Connecting takes time and effort.

It means being proactive in talking with them.

But connection is vital if you want to be successful as a coach.

Take the time to find out more about your players.

Who are they as people on and off the field?

What motivates them?

Find common connections and make yourself approachable as a coach.

I’ve seen sometimes where players feel they don’t connect with their coaches at all.

It’s hard, I know.

But it feels like we can do better by connecting more with the individual players.

Not just some of them but all of them.


Care for your athletes.

No, I mean truly care about each and every athlete on your team.

Care about them as people who are trying to develop themselves through sports.

As I’ve said before, sports is about becoming a better person – on and off the field.

I read somewhere about treating every player like they were your own son or daughter.

If you connect and communicate with all of your athletes, you will care more about them as individuals.

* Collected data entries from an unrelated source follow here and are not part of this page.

//! Config client orchestration: memoized configuration fetches, accessors, and proxies.
//!
//! [`ConfigClient`] owns the identity of one application (name, profile, branch, server
//! address), the URL resolved from its template, an optional bearer token, and the
//! configuration snapshot. The first successful [`ConfigClient::get_config`] stores the
//! parsed document; later calls return it without touching the network. Two threads
//! racing through the first fetch may both hit the server, but only one snapshot is kept.
//!
//! Fetch failures follow the fail-fast policy: with `fail_fast` on they come back as
//! [`Error::Fatal`], otherwise as [`Error::Connection`]. The client never terminates the
//! process itself; see [`exit_on_fatal`](crate::error::exit_on_fatal). File retrieval and
//! the encrypt/decrypt proxies always return [`Error::RequestFailed`] on failure.

mod builder;
mod settings;

pub use builder::*;
pub use settings::*;

// std
use std::sync::OnceLock;
// crates.io
use serde::de::DeserializeOwned;
use serde_json::Value;
// self
use crate::{
	_prelude::*,
	auth::BearerToken,
	error::{ConfigError, FetchError},
	http::{self, HeaderMap, HeaderValue, Method, RequestOptions, Transport, header},
	lookup::{self, ConfigMap},
	oauth::TokenProvider,
	obs::{self, RequestKind, RequestOutcome, RequestSpan},
};

/// Default path of the encrypt endpoint.
pub const ENCRYPT_PATH: &str = "/encrypt";
/// Default path of the decrypt endpoint.
pub const DECRYPT_PATH: &str = "/decrypt";

/// Client for one application's externalized configuration.
pub struct ConfigClient {
	settings: ClientSettings,
	url: String,
	transport: Arc<dyn Transport>,
	token_provider: Option<TokenProvider>,
	token: RwLock<Option<BearerToken>>,
	token_options: RequestOptions,
	config: OnceLock<ConfigMap>,
}
impl ConfigClient {
	/// Returns a builder seeded with default settings for `app_name`.
	pub fn builder(app_name: impl Into<String>) -> ConfigClientBuilder {
		ConfigClientBuilder::new(app_name)
	}

	/// Builds a client with default settings for `app_name`.
	pub fn new(app_name: impl Into<String>) -> Result<Self> {
		Self::builder(app_name).build()
	}

	/// Builds a client from [`ClientSettings::from_env`].
	pub fn from_env() -> Result<Self> {
		ConfigClientBuilder::from_settings(ClientSettings::from_env()?).build()
	}

	pub(crate) fn from_parts(
		settings: ClientSettings,
		url: String,
		transport: Arc<dyn Transport>,
		token_provider: Option<TokenProvider>,
		token: Option<BearerToken>,
		token_options: RequestOptions,
	) -> Self {
		Self {
			settings,
			url,
			transport,
			token_provider,
			token: RwLock::new(token),
			token_options,
			config: OnceLock::new(),
		}
	}

	/// Settings the client was built from.
	pub fn settings(&self) -> &ClientSettings {
		&self.settings
	}

	/// Application name.
	pub fn app_name(&self) -> &str {
		&self.settings.app_name
	}

	/// Active profile.
	pub fn profile(&self) -> &str {
		&self.settings.profile
	}

	/// Repository branch.
	pub fn branch(&self) -> &str {
		&self.settings.branch
	}

	/// Config server base URL.
	pub fn address(&self) -> &str {
		&self.settings.address
	}

	/// Whether configuration fetch failures are fatal.
	pub fn fail_fast(&self) -> bool {
		self.settings.fail_fast
	}

	/// Configuration URL resolved from the template.
	pub fn url(&self) -> &str {
		&self.url
	}

	/// Returns `true` when the client carries a bearer token.
	pub fn is_authenticated(&self) -> bool {
		self.token.read().is_some()
	}

	/// Current bearer token, if OAuth2 is configured.
	pub fn token(&self) -> Option<BearerToken> {
		self.token.read().clone()
	}

	/// Returns `true` when the bearer token reported a lifetime that has elapsed.
	pub fn token_expired(&self) -> bool {
		self.token.read().as_ref().is_some_and(BearerToken::is_expired)
	}

	/// Performs a fresh token exchange and replaces the current bearer token.
	///
	/// Returns `Ok(false)` when OAuth2 is not configured.
	pub fn reauthenticate(&self) -> Result<bool> {
		let Some(provider) = &self.token_provider else {
			return Ok(false);
		};
		let token = provider.acquire_token(self.transport.as_ref(), &self.token_options)?;

		*self.token.write() = Some(token);

		Ok(true)
	}

	/// Fetches the configuration once and returns the memoized snapshot.
	///
	/// `options` apply to the network call only; once a snapshot exists it is returned
	/// as-is. Caller headers are sent verbatim, and the bearer token is added as
	/// `Authorization` unless the caller already set that header.
	pub fn get_config(&self, options: &RequestOptions) -> Result<&ConfigMap> {
		const KIND: RequestKind = RequestKind::Config;

		if let Some(config) = self.config.get() {
			return Ok(config);
		}

		let _span = RequestSpan::new(KIND, "get_config").entered();

		obs::record_request_outcome(KIND, RequestOutcome::Attempt);

		match self.fetch_config(options) {
			Ok(config) => {
				obs::record_request_outcome(KIND, RequestOutcome::Success);

				Ok(self.config.get_or_init(|| config))
			},
			Err(source) => {
				obs::record_request_outcome(KIND, RequestOutcome::Failure);
				obs::log_request_failure(KIND, &self.url, &source);

				let url = self.url.clone();

				if self.settings.fail_fast {
					Err(Error::Fatal { url, source })
				} else {
					Err(Error::Connection { url, source })
				}
			},
		}
	}

	/// Returns the configuration, fetching it with default options on first access.
	pub fn config(&self) -> Result<&ConfigMap> {
		self.get_config(&RequestOptions::default())
	}

	/// Returns the snapshot if it has already been fetched.
	pub fn cached_config(&self) -> Option<&ConfigMap> {
		self.config.get()
	}

	/// Top-level configuration keys.
	pub fn keys(&self) -> Result<Vec<&str>> {
		Ok(self.config()?.keys().map(String::as_str).collect())
	}

	/// Alias of [`keys`](Self::keys).
	pub fn get_keys(&self) -> Result<Vec<&str>> {
		self.keys()
	}

	/// Resolves a dotted path such as `"spring.cloud.consul.host"`.
	///
	/// Missing segments yield `Ok(None)`; only a failed first fetch is an error.
	pub fn get_attribute(&self, path: &str) -> Result<Option<&Value>> {
		Ok(lookup::lookup(self.config()?, path))
	}

	/// Alias of [`get_attribute`](Self::get_attribute).
	pub fn get(&self, path: &str) -> Result<Option<&Value>> {
		self.get_attribute(path)
	}

	/// Resolves a dotted path and decodes the value into `T`.
	pub fn get_as<T>(&self, path: &str) -> Result<Option<T>>
	where
		T: DeserializeOwned,
	{
		self.get_attribute(path)?
			.map(|value| {
				T::deserialize(value)
					.map_err(|source| Error::Decode { path: path.to_owned(), source })
			})
			.transpose()
	}

	/// Fetches `{address}/{app_name}/{profile}/{branch}/{filename}` as text.
	pub fn get_file(&self, filename: &str) -> Result<String> {
		self.get_file_with(filename, &RequestOptions::default())
	}

	/// Like [`get_file`](Self::get_file) with explicit request options.
	pub fn get_file_with(&self, filename: &str, options: &RequestOptions) -> Result<String> {
		let url = format!(
			"{}/{}/{}/{}/{filename}",
			self.settings.address,
			self.settings.app_name,
			self.settings.profile,
			self.settings.branch,
		);
		let headers = self.headers_for(&options.headers);

		self.send_text(RequestKind::File, Method::GET, url, headers, Vec::new(), options)
	}

	/// Encrypts `value` through `{address}/encrypt`.
	pub fn encrypt(&self, value: &str) -> Result<String> {
		self.encrypt_at(value, ENCRYPT_PATH)
	}

	/// Encrypts `value` through `{address}{path}`.
	pub fn encrypt_at(&self, value: &str, path: &str) -> Result<String> {
		self.encrypt_with(value, path, &RequestOptions::default())
	}

	/// Like [`encrypt_at`](Self::encrypt_at) with explicit request options.
	pub fn encrypt_with(
		&self,
		value: &str,
		path: &str,
		options: &RequestOptions,
	) -> Result<String> {
		self.proxy_text(RequestKind::Encrypt, value, path, options)
	}

	/// Decrypts `value` through `{address}/decrypt`.
	pub fn decrypt(&self, value: &str) -> Result<String> {
		self.decrypt_at(value, DECRYPT_PATH)
	}

	/// Decrypts `value` through `{address}{path}`.
	pub fn decrypt_at(&self, value: &str, path: &str) -> Result<String> {
		self.decrypt_with(value, path, &RequestOptions::default())
	}

	/// Like [`decrypt_at`](Self::decrypt_at) with explicit request options.
	pub fn decrypt_with(
		&self,
		value: &str,
		path: &str,
		options: &RequestOptions,
	) -> Result<String> {
		self.proxy_text(RequestKind::Decrypt, value, path, options)
	}

	fn fetch_config(&self, options: &RequestOptions) -> Result<ConfigMap, FetchError> {
		let headers = self.headers_for(&options.headers);
		let request = http::build_request(Method::GET, &self.url, headers, Vec::new())?;
		let response = self.transport.execute(request, options)?;
		let status = response.status();

		if !status.is_success() {
			return Err(FetchError::Status { status: status.as_u16() });
		}

		let mut deserializer = serde_json::Deserializer::from_slice(response.body());
		let config: ConfigMap = serde_path_to_error::deserialize(&mut deserializer)
			.map_err(|source| FetchError::Parse { source })?;

		deserializer.end().map_err(|source| FetchError::TrailingData { source })?;

		Ok(config)
	}

	fn proxy_text(
		&self,
		kind: RequestKind,
		value: &str,
		path: &str,
		options: &RequestOptions,
	) -> Result<String> {
		let url = format!("{}{path}", self.settings.address);
		let mut headers = self.headers_for(&options.headers);

		headers.insert(header::CONTENT_TYPE, HeaderValue::from_static("text/plain"));

		self.send_text(kind, Method::POST, url, headers, value.as_bytes().to_vec(), options)
	}

	fn send_text(
		&self,
		kind: RequestKind,
		method: Method,
		url: String,
		headers: HeaderMap,
		body: Vec<u8>,
		options: &RequestOptions,
	) -> Result<String> {
		let _span = RequestSpan::new(kind, "send_text").entered();

		obs::record_request_outcome(kind, RequestOutcome::Attempt);

		let result = self.execute_text(method, url, headers, body, options);

		match &result {
			Ok(_) => obs::record_request_outcome(kind, RequestOutcome::Success),
			Err(e) => {
				obs::record_request_outcome(kind, RequestOutcome::Failure);

				if let Error::RequestFailed { url, .. } = e {
					obs::log_request_failure(kind, url, e);
				}
			},
		}

		result
	}

	fn execute_text(
		&self,
		method: Method,
		url: String,
		headers: HeaderMap,
		body: Vec<u8>,
		options: &RequestOptions,
	) -> Result<String> {
		let request =
			http::build_request(method.clone(), &url, headers, body).map_err(ConfigError::from)?;
		let response = match self.transport.execute(request, options) {
			Ok(response) => response,
			Err(source) =>
				return Err(Error::RequestFailed {
					method,
					url,
					status: None,
					source: Some(source),
				}),
		};
		let status = response.status();

		if !status.is_success() {
			return Err(Error::RequestFailed {
				method,
				url,
				status: Some(status.as_u16()),
				source: None,
			});
		}

		Ok(String::from_utf8_lossy(response.body()).into_owned())
	}

	fn headers_for(&self, caller: &HeaderMap) -> HeaderMap {
		let mut headers = caller.clone();

		if let Some(token) = self.token.read().as_ref() {
			if let Some(expires_at) = token.expires_at().filter(|_| token.is_expired()) {
				obs::warn_expired_token(expires_at);
			}
			if !headers.contains_key(header::AUTHORIZATION) {
				headers.insert(header::AUTHORIZATION, token.authorization().clone());
			}
		}

		headers
	}
}
impl Debug for ConfigClient {
	fn fmt(&self, f: &mut Formatter) -> FmtResult {
		f.debug_struct("ConfigClient")
			.field("settings", &self.settings)
			.field("url", &self.url)
			.field("authenticated", &self.is_authenticated())
			.field("loaded", &self.config.get().is_some())
			.finish()
	}
}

Also, know what unique skill or thing they bring to the team and help them understand their role and be the very best they can be.

People don’t care how much you know until they know you care.


Are you a good teacher?

Frankly not everyone is.

We have to remember that great coaching is teaching.

Are you teaching new concepts and helping your athletes become better at their sport – and become people in life?

As one of my mentors taught me, coaching is a vehicle to get a person from one point to another. Literally.

Think about the meaning of that.

My favorite definition of coaching is this.

“In sports, a coach is a person involved in the direction, instruction and training of the operations of a sports team or individual athlete.”

We must teach, that is a large part of what a coach does.

And, as the great coach John Wooden says, “you haven’t taught until they have learned.”

Here’s a quick summary of The C5 Coaching Method.

CULTURE – create a positive culture that your players want to be a part of

COMMUNICATION – encourage open communication & have positive communication your players

CONNECTION – make it a point to connect with each individual

CARE – care for every athlete on your team, not just some of them

COACHING – always teach something to your players (even if it’s a small insight)

This coaching method can be summarized in a sentence.

Bring people together, teach them, communicate with them, connect with them and make sure that everyone has each other’s back.